# [TASK BRIEF]
Among the lines of the material below, count those with the string "BiomeSet". Give the number alone.

+++

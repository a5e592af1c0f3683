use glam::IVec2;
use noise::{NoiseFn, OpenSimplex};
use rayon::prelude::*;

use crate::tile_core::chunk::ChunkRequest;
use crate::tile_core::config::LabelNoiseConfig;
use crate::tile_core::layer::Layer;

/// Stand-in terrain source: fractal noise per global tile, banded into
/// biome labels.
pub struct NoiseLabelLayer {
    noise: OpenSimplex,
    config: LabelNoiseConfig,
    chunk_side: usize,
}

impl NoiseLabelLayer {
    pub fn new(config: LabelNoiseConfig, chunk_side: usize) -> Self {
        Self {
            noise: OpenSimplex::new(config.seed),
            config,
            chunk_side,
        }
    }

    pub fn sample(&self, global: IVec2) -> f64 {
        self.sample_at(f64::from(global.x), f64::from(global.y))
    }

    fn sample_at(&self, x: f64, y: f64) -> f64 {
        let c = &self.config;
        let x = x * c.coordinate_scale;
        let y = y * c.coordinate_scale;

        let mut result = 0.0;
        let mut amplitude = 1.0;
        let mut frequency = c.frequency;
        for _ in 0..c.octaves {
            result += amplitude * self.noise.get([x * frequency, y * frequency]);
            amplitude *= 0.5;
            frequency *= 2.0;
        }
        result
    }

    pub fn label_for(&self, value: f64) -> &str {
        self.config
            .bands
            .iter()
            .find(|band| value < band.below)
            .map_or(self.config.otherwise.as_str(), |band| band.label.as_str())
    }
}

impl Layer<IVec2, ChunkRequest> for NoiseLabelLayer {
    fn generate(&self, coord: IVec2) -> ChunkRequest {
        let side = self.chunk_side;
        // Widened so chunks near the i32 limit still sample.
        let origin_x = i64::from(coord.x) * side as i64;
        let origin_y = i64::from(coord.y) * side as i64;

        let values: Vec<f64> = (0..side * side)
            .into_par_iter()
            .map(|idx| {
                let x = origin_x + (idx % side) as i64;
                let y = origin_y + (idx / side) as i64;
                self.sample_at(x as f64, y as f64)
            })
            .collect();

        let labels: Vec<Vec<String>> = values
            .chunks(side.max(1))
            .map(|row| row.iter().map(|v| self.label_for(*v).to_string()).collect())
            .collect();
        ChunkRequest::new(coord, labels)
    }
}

+++

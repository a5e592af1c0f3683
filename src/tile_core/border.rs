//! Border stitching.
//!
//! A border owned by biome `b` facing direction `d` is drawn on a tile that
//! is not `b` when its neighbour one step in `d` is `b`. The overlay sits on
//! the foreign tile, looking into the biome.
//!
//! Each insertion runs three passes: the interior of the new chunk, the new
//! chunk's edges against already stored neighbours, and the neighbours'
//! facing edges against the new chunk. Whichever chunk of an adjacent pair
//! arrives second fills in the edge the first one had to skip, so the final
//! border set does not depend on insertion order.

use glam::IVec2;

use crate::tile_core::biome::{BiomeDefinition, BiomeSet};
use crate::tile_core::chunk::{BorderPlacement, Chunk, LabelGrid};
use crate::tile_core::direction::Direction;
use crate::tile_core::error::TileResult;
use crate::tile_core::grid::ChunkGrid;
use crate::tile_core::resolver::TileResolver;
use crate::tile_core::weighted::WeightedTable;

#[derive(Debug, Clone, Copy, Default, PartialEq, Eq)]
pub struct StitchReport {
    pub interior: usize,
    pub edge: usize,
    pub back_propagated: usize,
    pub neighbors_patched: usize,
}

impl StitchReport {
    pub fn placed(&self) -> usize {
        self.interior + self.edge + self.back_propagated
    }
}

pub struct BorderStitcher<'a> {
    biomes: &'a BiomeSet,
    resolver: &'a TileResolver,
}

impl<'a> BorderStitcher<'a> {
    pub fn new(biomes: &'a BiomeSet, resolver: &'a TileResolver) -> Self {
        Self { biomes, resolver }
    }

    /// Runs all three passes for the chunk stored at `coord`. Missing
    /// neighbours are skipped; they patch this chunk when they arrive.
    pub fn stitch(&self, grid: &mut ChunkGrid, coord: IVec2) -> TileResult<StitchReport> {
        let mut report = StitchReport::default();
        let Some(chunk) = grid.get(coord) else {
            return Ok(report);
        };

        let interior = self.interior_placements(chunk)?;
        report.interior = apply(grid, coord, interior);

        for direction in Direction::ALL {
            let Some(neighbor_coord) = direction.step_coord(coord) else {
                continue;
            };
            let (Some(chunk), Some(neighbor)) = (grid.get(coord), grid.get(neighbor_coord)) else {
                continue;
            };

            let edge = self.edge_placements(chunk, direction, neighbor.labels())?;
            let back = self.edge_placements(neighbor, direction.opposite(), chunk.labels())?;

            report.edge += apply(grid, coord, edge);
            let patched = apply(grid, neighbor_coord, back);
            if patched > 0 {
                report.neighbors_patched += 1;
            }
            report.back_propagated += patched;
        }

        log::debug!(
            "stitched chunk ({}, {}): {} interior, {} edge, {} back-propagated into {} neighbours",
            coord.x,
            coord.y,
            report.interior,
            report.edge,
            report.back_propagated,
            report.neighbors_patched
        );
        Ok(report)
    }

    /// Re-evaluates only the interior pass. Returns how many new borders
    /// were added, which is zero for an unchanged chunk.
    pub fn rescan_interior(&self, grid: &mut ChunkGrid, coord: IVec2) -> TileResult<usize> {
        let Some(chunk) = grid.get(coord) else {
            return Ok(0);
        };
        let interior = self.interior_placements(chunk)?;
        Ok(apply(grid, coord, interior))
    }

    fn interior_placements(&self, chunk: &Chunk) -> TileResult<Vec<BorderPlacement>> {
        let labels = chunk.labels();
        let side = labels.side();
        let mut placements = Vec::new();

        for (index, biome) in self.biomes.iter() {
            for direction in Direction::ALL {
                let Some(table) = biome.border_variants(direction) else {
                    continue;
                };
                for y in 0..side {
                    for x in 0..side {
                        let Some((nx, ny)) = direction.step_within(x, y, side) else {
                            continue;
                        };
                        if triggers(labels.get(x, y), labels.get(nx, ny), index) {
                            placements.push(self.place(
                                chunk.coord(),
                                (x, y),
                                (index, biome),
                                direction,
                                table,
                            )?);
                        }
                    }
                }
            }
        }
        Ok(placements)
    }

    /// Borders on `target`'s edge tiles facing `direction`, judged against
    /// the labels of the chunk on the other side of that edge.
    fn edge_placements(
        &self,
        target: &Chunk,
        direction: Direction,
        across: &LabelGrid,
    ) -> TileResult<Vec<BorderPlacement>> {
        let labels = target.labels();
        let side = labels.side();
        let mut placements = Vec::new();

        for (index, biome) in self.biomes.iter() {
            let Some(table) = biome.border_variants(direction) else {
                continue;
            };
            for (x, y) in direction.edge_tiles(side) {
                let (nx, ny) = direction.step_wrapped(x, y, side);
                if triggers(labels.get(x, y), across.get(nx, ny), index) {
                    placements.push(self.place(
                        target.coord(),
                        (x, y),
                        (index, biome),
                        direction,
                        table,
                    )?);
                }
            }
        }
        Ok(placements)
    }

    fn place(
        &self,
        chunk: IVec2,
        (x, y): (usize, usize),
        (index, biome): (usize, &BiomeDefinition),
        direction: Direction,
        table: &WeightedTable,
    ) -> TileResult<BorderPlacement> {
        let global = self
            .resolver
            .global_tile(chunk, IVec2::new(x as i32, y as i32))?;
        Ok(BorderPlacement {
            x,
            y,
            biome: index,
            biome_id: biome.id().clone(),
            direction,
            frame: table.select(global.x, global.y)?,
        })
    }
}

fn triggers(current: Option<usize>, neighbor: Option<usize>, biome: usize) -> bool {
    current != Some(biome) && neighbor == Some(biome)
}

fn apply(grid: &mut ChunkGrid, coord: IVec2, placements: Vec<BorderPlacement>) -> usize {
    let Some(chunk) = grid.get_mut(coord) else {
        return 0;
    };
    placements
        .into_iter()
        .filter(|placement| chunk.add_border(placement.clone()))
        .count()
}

+++

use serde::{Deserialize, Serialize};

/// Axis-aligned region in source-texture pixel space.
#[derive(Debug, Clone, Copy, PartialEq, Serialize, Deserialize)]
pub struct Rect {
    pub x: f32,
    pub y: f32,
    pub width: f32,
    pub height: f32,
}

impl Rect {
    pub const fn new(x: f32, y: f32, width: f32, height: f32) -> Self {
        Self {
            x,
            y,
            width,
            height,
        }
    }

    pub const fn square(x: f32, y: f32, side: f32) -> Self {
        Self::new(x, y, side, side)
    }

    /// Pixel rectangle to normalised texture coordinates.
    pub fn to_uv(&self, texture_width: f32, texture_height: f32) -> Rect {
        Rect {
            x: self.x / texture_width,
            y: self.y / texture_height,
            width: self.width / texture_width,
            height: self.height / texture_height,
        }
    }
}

+++

# [SOLUTION]
3